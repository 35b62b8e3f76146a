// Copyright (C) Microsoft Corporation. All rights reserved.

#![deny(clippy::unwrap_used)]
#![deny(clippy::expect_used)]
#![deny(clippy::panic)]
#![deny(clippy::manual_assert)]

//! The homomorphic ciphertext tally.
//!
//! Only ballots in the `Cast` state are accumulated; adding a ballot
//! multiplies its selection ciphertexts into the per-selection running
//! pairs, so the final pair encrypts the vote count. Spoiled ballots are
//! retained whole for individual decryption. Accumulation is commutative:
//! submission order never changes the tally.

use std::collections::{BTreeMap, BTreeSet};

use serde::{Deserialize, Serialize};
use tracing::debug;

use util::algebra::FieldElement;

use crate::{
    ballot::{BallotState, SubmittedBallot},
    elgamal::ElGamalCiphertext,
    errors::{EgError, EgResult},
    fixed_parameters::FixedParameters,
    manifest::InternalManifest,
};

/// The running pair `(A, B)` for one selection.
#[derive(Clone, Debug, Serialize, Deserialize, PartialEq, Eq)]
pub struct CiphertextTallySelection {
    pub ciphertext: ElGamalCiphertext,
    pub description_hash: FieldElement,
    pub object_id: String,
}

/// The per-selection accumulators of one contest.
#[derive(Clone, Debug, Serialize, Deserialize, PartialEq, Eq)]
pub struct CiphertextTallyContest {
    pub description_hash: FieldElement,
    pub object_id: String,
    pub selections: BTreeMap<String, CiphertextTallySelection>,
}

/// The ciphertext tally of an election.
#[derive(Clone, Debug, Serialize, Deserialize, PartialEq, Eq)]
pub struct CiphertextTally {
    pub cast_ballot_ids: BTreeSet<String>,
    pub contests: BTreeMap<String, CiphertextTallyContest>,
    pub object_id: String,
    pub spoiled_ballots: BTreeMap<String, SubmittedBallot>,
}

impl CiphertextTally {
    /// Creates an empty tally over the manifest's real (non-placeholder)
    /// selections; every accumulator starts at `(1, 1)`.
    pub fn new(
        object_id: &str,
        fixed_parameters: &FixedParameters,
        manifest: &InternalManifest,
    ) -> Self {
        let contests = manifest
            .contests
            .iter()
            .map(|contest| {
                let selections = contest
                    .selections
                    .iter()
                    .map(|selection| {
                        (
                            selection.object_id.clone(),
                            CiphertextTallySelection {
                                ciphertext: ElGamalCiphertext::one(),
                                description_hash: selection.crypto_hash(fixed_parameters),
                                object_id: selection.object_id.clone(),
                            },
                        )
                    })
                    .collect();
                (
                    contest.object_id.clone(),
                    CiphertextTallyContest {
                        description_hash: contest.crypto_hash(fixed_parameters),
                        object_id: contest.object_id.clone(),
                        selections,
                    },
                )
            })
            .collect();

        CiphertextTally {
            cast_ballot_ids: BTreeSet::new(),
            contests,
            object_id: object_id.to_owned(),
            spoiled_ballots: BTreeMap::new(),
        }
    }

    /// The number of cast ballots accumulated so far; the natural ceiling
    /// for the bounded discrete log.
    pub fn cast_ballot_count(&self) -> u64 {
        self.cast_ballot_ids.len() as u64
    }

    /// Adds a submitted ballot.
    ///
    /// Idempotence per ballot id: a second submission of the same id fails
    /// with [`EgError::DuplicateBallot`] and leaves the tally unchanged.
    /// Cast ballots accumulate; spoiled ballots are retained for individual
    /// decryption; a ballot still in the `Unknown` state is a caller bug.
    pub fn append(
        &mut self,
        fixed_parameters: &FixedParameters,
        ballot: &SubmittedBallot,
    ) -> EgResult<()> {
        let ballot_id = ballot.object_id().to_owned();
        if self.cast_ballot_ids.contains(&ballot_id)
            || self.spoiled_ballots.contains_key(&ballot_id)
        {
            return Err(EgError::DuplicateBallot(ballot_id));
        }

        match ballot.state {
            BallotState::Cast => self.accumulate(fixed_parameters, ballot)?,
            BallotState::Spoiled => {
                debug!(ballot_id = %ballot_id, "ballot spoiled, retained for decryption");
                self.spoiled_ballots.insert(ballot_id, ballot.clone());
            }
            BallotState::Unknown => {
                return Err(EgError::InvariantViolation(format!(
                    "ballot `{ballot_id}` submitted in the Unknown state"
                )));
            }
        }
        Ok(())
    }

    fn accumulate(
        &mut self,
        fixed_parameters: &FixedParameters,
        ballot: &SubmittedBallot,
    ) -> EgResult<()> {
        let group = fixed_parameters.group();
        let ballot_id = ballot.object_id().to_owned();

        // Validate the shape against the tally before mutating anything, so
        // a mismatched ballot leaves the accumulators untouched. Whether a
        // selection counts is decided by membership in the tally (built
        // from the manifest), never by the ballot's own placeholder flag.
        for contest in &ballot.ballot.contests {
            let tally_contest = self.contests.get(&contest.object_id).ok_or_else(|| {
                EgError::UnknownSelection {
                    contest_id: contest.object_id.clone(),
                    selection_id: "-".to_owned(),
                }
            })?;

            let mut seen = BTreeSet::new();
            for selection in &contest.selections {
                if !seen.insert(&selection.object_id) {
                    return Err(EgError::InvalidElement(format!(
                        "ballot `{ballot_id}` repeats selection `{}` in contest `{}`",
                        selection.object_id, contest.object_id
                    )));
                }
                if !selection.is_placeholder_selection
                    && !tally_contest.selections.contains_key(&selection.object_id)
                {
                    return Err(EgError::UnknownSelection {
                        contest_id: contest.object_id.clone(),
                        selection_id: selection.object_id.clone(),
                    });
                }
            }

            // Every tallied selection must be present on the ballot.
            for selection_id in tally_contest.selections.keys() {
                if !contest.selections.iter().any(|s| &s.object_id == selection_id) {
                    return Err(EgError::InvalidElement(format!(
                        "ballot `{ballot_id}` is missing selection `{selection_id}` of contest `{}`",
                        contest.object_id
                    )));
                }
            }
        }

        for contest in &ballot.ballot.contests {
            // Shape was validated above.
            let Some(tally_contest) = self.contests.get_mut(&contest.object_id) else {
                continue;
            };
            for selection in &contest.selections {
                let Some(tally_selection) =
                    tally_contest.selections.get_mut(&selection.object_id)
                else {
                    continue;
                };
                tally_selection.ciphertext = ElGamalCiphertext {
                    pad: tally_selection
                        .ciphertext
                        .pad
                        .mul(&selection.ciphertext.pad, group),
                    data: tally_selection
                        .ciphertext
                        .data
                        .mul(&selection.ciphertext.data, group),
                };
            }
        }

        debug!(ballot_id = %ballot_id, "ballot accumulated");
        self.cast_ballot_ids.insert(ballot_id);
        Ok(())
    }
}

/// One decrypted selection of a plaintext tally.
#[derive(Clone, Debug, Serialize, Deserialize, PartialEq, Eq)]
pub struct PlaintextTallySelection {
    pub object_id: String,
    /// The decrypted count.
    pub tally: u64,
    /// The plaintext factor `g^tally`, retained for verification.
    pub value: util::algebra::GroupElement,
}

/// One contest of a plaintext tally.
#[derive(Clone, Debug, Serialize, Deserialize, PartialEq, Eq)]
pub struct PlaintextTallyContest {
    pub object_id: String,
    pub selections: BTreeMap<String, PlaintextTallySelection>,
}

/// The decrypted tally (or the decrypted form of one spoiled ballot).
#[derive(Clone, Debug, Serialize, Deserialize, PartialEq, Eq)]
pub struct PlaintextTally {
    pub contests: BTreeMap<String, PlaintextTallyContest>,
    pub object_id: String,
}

* [Required work]
Please print the full listing shown above, exactly as it appears.

* [Task response]
repository 35b62b8e3f76146a
// Copyright (C) Microsoft Corporation. All rights reserved.

#![deny(clippy::unwrap_used)]
#![deny(clippy::expect_used)]
#![deny(clippy::panic)]
#![deny(clippy::manual_assert)]

//! The homomorphic ciphertext tally.
//!
//! Only ballots in the `Cast` state are accumulated; adding a ballot
//! multiplies its selection ciphertexts into the per-selection running
//! pairs, so the final pair encrypts the vote count. Spoiled ballots are
//! retained whole for individual decryption. Accumulation is commutative:
//! submission order never changes the tally.

use std::collections::{BTreeMap, BTreeSet};

use serde::{Deserialize, Serialize};
use tracing::debug;

use util::algebra::FieldElement;

use crate::{
    ballot::{BallotState, SubmittedBallot},
    elgamal::ElGamalCiphertext,
    errors::{EgError, EgResult},
    fixed_parameters::FixedParameters,
    manifest::InternalManifest,
};

/// The running pair `(A, B)` for one selection.
#[derive(Clone, Debug, Serialize, Deserialize, PartialEq, Eq)]
pub struct CiphertextTallySelection {
    pub ciphertext: ElGamalCiphertext,
    pub description_hash: FieldElement,
    pub object_id: String,
}

/// The per-selection accumulators of one contest.
#[derive(Clone, Debug, Serialize, Deserialize, PartialEq, Eq)]
pub struct CiphertextTallyContest {
    pub description_hash: FieldElement,
    pub object_id: String,
    pub selections: BTreeMap<String, CiphertextTallySelection>,
}

/// The ciphertext tally of an election.
#[derive(Clone, Debug, Serialize, Deserialize, PartialEq, Eq)]
pub struct CiphertextTally {
    pub cast_ballot_ids: BTreeSet<String>,
    pub contests: BTreeMap<String, CiphertextTallyContest>,
    pub object_id: String,
    pub spoiled_ballots: BTreeMap<String, SubmittedBallot>,
}

impl CiphertextTally {
    /// Creates an empty tally over the manifest's real (non-placeholder)
    /// selections; every accumulator starts at `(1, 1)`.
    pub fn new(
        object_id: &str,
        fixed_parameters: &FixedParameters,
        manifest: &InternalManifest,
    ) -> Self {
        let contests = manifest
            .contests
            .iter()
            .map(|contest| {
                let selections = contest
                    .selections
                    .iter()
                    .map(|selection| {
                        (
                            selection.object_id.clone(),
                            CiphertextTallySelection {
                                ciphertext: ElGamalCiphertext::one(),
                                description_hash: selection.crypto_hash(fixed_parameters),
                                object_id: selection.object_id.clone(),
                            },
                        )
                    })
                    .collect();
                (
                    contest.object_id.clone(),
                    CiphertextTallyContest {
                        description_hash: contest.crypto_hash(fixed_parameters),
                        object_id: contest.object_id.clone(),
                        selections,
                    },
                )
            })
            .collect();

        CiphertextTally {
            cast_ballot_ids: BTreeSet::new(),
            contests,
            object_id: object_id.to_owned(),
            spoiled_ballots: BTreeMap::new(),
        }
    }

    /// The number of cast ballots accumulated so far; the natural ceiling
    /// for the bounded discrete log.
    pub fn cast_ballot_count(&self) -> u64 {
        self.cast_ballot_ids.len() as u64
    }

    /// Adds a submitted ballot.
    ///
    /// Idempotence per ballot id: a second submission of the same id fails
    /// with [`EgError::DuplicateBallot`] and leaves the tally unchanged.
    /// Cast ballots accumulate; spoiled ballots are retained for individual
    /// decryption; a ballot still in the `Unknown` state is a caller bug.
    pub fn append(
        &mut self,
        fixed_parameters: &FixedParameters,
        ballot: &SubmittedBallot,
    ) -> EgResult<()> {
        let ballot_id = ballot.object_id().to_owned();
        if self.cast_ballot_ids.contains(&ballot_id)
            || self.spoiled_ballots.contains_key(&ballot_id)
        {
            return Err(EgError::DuplicateBallot(ballot_id));
        }

        match ballot.state {
            BallotState::Cast => self.accumulate(fixed_parameters, ballot)?,
            BallotState::Spoiled => {
                debug!(ballot_id = %ballot_id, "ballot spoiled, retained for decryption");
                self.spoiled_ballots.insert(ballot_id, ballot.clone());
            }
            BallotState::Unknown => {
                return Err(EgError::InvariantViolation(format!(
                    "ballot `{ballot_id}` submitted in the Unknown state"
                )));
            }
        }
        Ok(())
    }

    fn accumulate(
        &mut self,
        fixed_parameters: &FixedParameters,
        ballot: &SubmittedBallot,
    ) -> EgResult<()> {
        let group = fixed_parameters.group();
        let ballot_id = ballot.object_id().to_owned();

        // Validate the shape against the tally before mutating anything, so
        // a mismatched ballot leaves the accumulators untouched. Whether a
        // selection counts is decided by membership in the tally (built
        // from the manifest), never by the ballot's own placeholder flag.
        for contest in &ballot.ballot.contests {
            let tally_contest = self.contests.get(&contest.object_id).ok_or_else(|| {
                EgError::UnknownSelection {
                    contest_id: contest.object_id.clone(),
                    selection_id: "-".to_owned(),
                }
            })?;

            let mut seen = BTreeSet::new();
            for selection in &contest.selections {
                if !seen.insert(&selection.object_id) {
                    return Err(EgError::InvalidElement(format!(
                        "ballot `{ballot_id}` repeats selection `{}` in contest `{}`",
                        selection.object_id, contest.object_id
                    )));
                }
                if !selection.is_placeholder_selection
                    && !tally_contest.selections.contains_key(&selection.object_id)
                {
                    return Err(EgError::UnknownSelection {
                        contest_id: contest.object_id.clone(),
                        selection_id: selection.object_id.clone(),
                    });
                }
            }

            // Every tallied selection must be present on the ballot.
            for selection_id in tally_contest.selections.keys() {
                if !contest.selections.iter().any(|s| &s.object_id == selection_id) {
                    return Err(EgError::InvalidElement(format!(
                        "ballot `{ballot_id}` is missing selection `{selection_id}` of contest `{}`",
                        contest.object_id
                    )));
                }
            }
        }

        for contest in &ballot.ballot.contests {
            // Shape was validated above.
            let Some(tally_contest) = self.contests.get_mut(&contest.object_id) else {
                continue;
            };
            for selection in &contest.selections {
                let Some(tally_selection) =
                    tally_contest.selections.get_mut(&selection.object_id)
                else {
                    continue;
                };
                tally_selection.ciphertext = ElGamalCiphertext {
                    pad: tally_selection
                        .ciphertext
                        .pad
                        .mul(&selection.ciphertext.pad, group),
                    data: tally_selection
                        .ciphertext
                        .data
                        .mul(&selection.ciphertext.data, group),
                };
            }
        }

        debug!(ballot_id = %ballot_id, "ballot accumulated");
        self.cast_ballot_ids.insert(ballot_id);
        Ok(())
    }
}

/// One decrypted selection of a plaintext tally.
#[derive(Clone, Debug, Serialize, Deserialize, PartialEq, Eq)]
pub struct PlaintextTallySelection {
    pub object_id: String,
    /// The decrypted count.
    pub tally: u64,
    /// The plaintext factor `g^tally`, retained for verification.
    pub value: util::algebra::GroupElement,
}

/// One contest of a plaintext tally.
#[derive(Clone, Debug, Serialize, Deserialize, PartialEq, Eq)]
pub struct PlaintextTallyContest {
    pub object_id: String,
    pub selections: BTreeMap<String, PlaintextTallySelection>,
}

/// The decrypted tally (or the decrypted form of one spoiled ballot).
#[derive(Clone, Debug, Serialize, Deserialize, PartialEq, Eq)]
pub struct PlaintextTally {
    pub contests: BTreeMap<String, PlaintextTallyContest>,
    pub object_id: String,
}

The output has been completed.